As my last post reveals, I’ve been thinking a lot about simplicity lately, and how it’s been one of my longest-standing goals.
That’s right, it’s not just an idea for me, it’s a goal. Because my Inner Control Freak can’t just appreciate something without trying to own it somehow.
I try reasoning with her about this to no avail. She leads me over and over again to the same conclusion.
The fact that my life isn’t as simple as I’d like really stresses me out.
(Actually, what I initially wrote was, “I allow the fact that my life isn’t as simple as I’d like to stress me out. But what if—radical thought!—I just accepted this as the way I am right now? Not that I want to stay this way, mind you. But can this mental/emotional pattern be something I don’t judge myself for while I’m working on it?)
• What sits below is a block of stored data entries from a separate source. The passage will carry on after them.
//! Internationalization (i18n) for the bilingual site.
//!
//! # Architecture
//!
//! - `registry`: Single source of truth for the supported languages and their metadata
//! - `language`: Validated `Language` handle built from the registry
//! - `strings`: Static translation table with key fallback
//! - `validator`: Consistency checks over the translation table
//! - `locale`: Active-language holder with change notification
//!
//! # Example
//!
//! ```rust,ignore
//! use armos_site::i18n::{Language, LocaleHolder};
//!
//! let holder = LocaleHolder::default();
//! holder.set(Language::from_code("mn")?);
//! assert_eq!(holder.snapshot().t("nav.news"), "Мэдээ");
//! ```

mod language;
mod locale;
mod registry;
mod strings;
mod validator;

pub use language::Language;
pub use locale::{Locale, LocaleHolder, LocaleReader};
pub use registry::{LanguageConfig, LanguageRegistry};
pub use strings::TranslationTable;
pub use validator::{TranslationValidator, ValidationReport};
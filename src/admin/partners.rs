use crate::admin::{
    commit, delete_with_objects, require, write_record, AdminError, DeleteOutcome, SaveOutcome,
};
use crate::attachments::{remove_superseded, stage};
use crate::backend::{ContentError, Query};
use crate::content::{ContentClient, Upload};
use crate::models::{Bucket, Partner, PartnerDraft};
use tracing::{error, info};

const BUCKET: Bucket = Bucket::PartnerLogos;

/// Submitted partner form.
#[derive(Debug, Clone, Default, PartialEq)]
pub struct PartnerForm {
    pub name: String,
    pub description: String,
    /// Blank means no website
    pub website: String,
    pub order_index: i32,
    pub logo: Option<Upload>,
}

impl From<&Partner> for PartnerForm {
    fn from(partner: &Partner) -> Self {
        Self {
            name: partner.name.clone(),
            description: partner.description.clone(),
            website: partner.website.clone().unwrap_or_default(),
            order_index: partner.order_index,
            logo: None,
        }
    }
}

pub struct PartnersManager {
    content: ContentClient,
}

impl PartnersManager {
    pub fn new(content: ContentClient) -> Self {
        Self { content }
    }

    /// Display order: `order_index`, then creation order.
    pub fn display_order() -> Query {
        Query::new()
            .order_asc("order_index")
            .order_asc("created_at")
    }

    pub async fn list(&self) -> Result<Vec<Partner>, ContentError> {
        self.content
            .list(Self::display_order())
            .await
            .inspect_err(|e| error!("Error fetching partners: {}", e))
    }

    pub async fn get(&self, id: &str) -> Result<Option<Partner>, ContentError> {
        self.content
            .get(id)
            .await
            .inspect_err(|e| error!("Error fetching partner {}: {}", id, e))
    }

    pub fn logo_url(&self, path: &str) -> String {
        self.content.public_url(BUCKET, path)
    }

    pub async fn save(
        &self,
        existing: Option<&Partner>,
        form: PartnerForm,
    ) -> Result<SaveOutcome<Partner>, AdminError> {
        require(&form.name, "Name")?;
        require(&form.description, "Description")?;

        let staged = stage(&self.content, BUCKET, form.logo.as_slice()).await?;
        let previous = existing.and_then(|p| p.logo_path.clone());
        let website = Some(form.website.trim().to_string()).filter(|w| !w.is_empty());

        let draft = PartnerDraft {
            name: form.name,
            description: form.description,
            logo_path: staged.first().cloned().or_else(|| previous.clone()),
            website,
            order_index: form.order_index,
        };

        let replaced = !staged.is_empty();
        let written = write_record(&self.content, existing.map(|p| p.id.as_str()), &draft).await;
        let record: Partner = commit(&self.content, staged, written, "partner").await?;

        let orphaned = match previous {
            Some(old) if replaced => remove_superseded(&self.content, BUCKET, vec![old]).await,
            _ => Vec::new(),
        };

        info!("Saved partner {}", record.id);
        Ok(SaveOutcome { record, orphaned })
    }

    pub async fn delete(&self, partner: &Partner) -> Result<DeleteOutcome, AdminError> {
        let paths = partner.logo_path.iter().cloned().collect();
        let outcome =
            delete_with_objects::<Partner>(&self.content, &partner.id, BUCKET, paths, "partner")
                .await?;
        info!("Deleted partner {}", partner.id);
        Ok(outcome)
    }
}
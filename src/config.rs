use anyhow::{Context, Result};

#[derive(Debug, Clone)]
pub struct Config {
    // Hosted backend
    pub supabase_url: String,
    pub supabase_anon_key: String,

    // HTTP server
    pub port: u16,
    pub max_upload_bytes: usize,

    // Cookies
    pub secure_cookies: bool,
}

impl Config {
    pub fn from_env() -> Result<Self> {
        let supabase_url =
            std::env::var("SUPABASE_URL").context("SUPABASE_URL not set")?;
        let supabase_anon_key =
            std::env::var("SUPABASE_ANON_KEY").context("SUPABASE_ANON_KEY not set")?;

        if supabase_url.trim().is_empty() {
            anyhow::bail!("SUPABASE_URL is empty");
        }
        if supabase_anon_key.trim().is_empty() {
            anyhow::bail!("SUPABASE_ANON_KEY is empty");
        }

        let max_upload_mb: usize = std::env::var("MAX_UPLOAD_MB")
            .ok()
            .and_then(|v| v.parse().ok())
            .unwrap_or(20);

        Ok(Self {
            supabase_url: supabase_url.trim().trim_end_matches('/').to_string(),
            supabase_anon_key: supabase_anon_key.trim().to_string(),

            port: std::env::var("PORT")
                .ok()
                .and_then(|v| v.parse().ok())
                .unwrap_or(8080),
            max_upload_bytes: max_upload_mb * 1024 * 1024,

            secure_cookies: std::env::var("SESSION_COOKIE_SECURE")
                .ok()
                .map(|v| matches!(v.trim().to_ascii_lowercase().as_str(), "1" | "true" | "yes"))
                .unwrap_or(false),
        })
    }
}

#[cfg(test)]
mod tests {
    use super::*;
    use serial_test::serial;

    const VARS: &[&str] = &[
        "SUPABASE_URL",
        "SUPABASE_ANON_KEY",
        "PORT",
        "MAX_UPLOAD_MB",
        "SESSION_COOKIE_SECURE",
    ];

    fn clear_env() {
        for var in VARS {
            std::env::remove_var(var);
        }
    }

    fn set_required() {
        std::env::set_var("SUPABASE_URL", "https://project.supabase.co/");
        std::env::set_var("SUPABASE_ANON_KEY", "anon-key");
    }

    // ==================== Required Variables ====================

    #[test]
    #[serial]
    fn test_missing_url_is_fatal() {
        clear_env();
        std::env::set_var("SUPABASE_ANON_KEY", "anon-key");

        let err = Config::from_env().unwrap_err();
        assert!(err.to_string().contains("SUPABASE_URL"));
    }

    #[test]
    #[serial]
    fn test_missing_key_is_fatal() {
        clear_env();
        std::env::set_var("SUPABASE_URL", "https://project.supabase.co");

        let err = Config::from_env().unwrap_err();
        assert!(err.to_string().contains("SUPABASE_ANON_KEY"));
    }

    #[test]
    #[serial]
    fn test_blank_url_is_fatal() {
        clear_env();
        std::env::set_var("SUPABASE_URL", "   ");
        std::env::set_var("SUPABASE_ANON_KEY", "anon-key");

        assert!(Config::from_env().is_err());
    }

    // ==================== Defaults ====================

    #[test]
    #[serial]
    fn test_defaults() {
        clear_env();
        set_required();

        let config = Config::from_env().unwrap();
        assert_eq!(config.supabase_url, "https://project.supabase.co");
        assert_eq!(config.supabase_anon_key, "anon-key");
        assert_eq!(config.port, 8080);
        assert_eq!(config.max_upload_bytes, 20 * 1024 * 1024);
        assert!(!config.secure_cookies);
    }

    #[test]
    #[serial]
    fn test_overrides() {
        clear_env();
        set_required();
        std::env::set_var("PORT", "3000");
        std::env::set_var("MAX_UPLOAD_MB", "5");
        std::env::set_var("SESSION_COOKIE_SECURE", "true");

        let config = Config::from_env().unwrap();
        assert_eq!(config.port, 3000);
        assert_eq!(config.max_upload_bytes, 5 * 1024 * 1024);
        assert!(config.secure_cookies);

        clear_env();
    }

    #[test]
    #[serial]
    fn test_invalid_port_falls_back() {
        clear_env();
        set_required();
        std::env::set_var("PORT", "not-a-port");

        assert_eq!(Config::from_env().unwrap().port, 8080);

        clear_env();
    }
}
Anyway, as usual, my feelings of stress come from comparing the What-Is to the What-I-Want.
You see, in my mind, I have this image of how organized and uncluttered I want my life to feel. My home is comfortably lived in, but neat, and I can find whatever I need in seconds because I know exactly where it is.
Oh, yes! And (the fantasy continues) I’m also tracking all my commitments and things I want to do so that nothing ever slips through the cracks. I have time for everything. (Possibly the biggest fantasy of all.) I’m responsible, trustworthy, and stress-free.
And someday—maybe even this weekend, if I try hard enough!—I will finish everything on my to-do list.
The Empty Inbox Fantasy is a lie. I know that logically, dammit. But my Inner Control Freak wants so badly to believe it’s possible, she is willing to live in perpetual denial.
But externalizing her like that is misleading. I know she is really me. And I hate the fact that I can’t accept the world in all its entropic glory.
I’m trying to make peace with the fact that life is complex and messy.
Most days I’m failing. But every time I manage to relax into the knowledge, even for a moment, that the world isn’t neat and orderly and controllable and that’s okay . . . I’ve won a small victory. Maybe nudged a neuron or two into a more peaceful and accepting brain pathway.
Allison Nazarian wrote a fantastic post about this a few days ago, in which she oh-so-correctly observes that simplicity is hard work. I adore her idea that maybe “stew is the new simple.” Go read her post when you’re done here, because she conveys her ideas so beautifully, but here’s the heart of it for me:
Maybe simple is the big, juicy, colorful, sometimes-spicy, never-bland, gloppy and, yes, complicated stew that is my life. . . . Maybe the stew has so much potential for such deliciousness that it—not simple—is actually what I crave.
I am gradually (kicking and screaming all the while) coming to this conclusion, too. Because as much as I want the peace and calm that come from simplicity, when I manage to step out of judgment mode and simply see the world in all its suchness, I see that it is a very, very rich place.
Here’s another thought. Maybe being uncomfortable is simply being uncomfortable. Maybe it doesn’t necessarily mean my world is spinning out of control.
There is a dynamic tension between my wish for simplicity and my acceptance of complexity. And maybe that’s not a bad thing.
What if the connecting word between simplicity and “suchness” (everything in the world being exactly what it is, and no more) is not OR, but AND?
What if I could accept the fact that I will stress over my life’s complexity, and that I also will find much wonderfulness there to revel in?
Can I allow for that? I don’t know—I’m still working on it. I’ll keep you posted.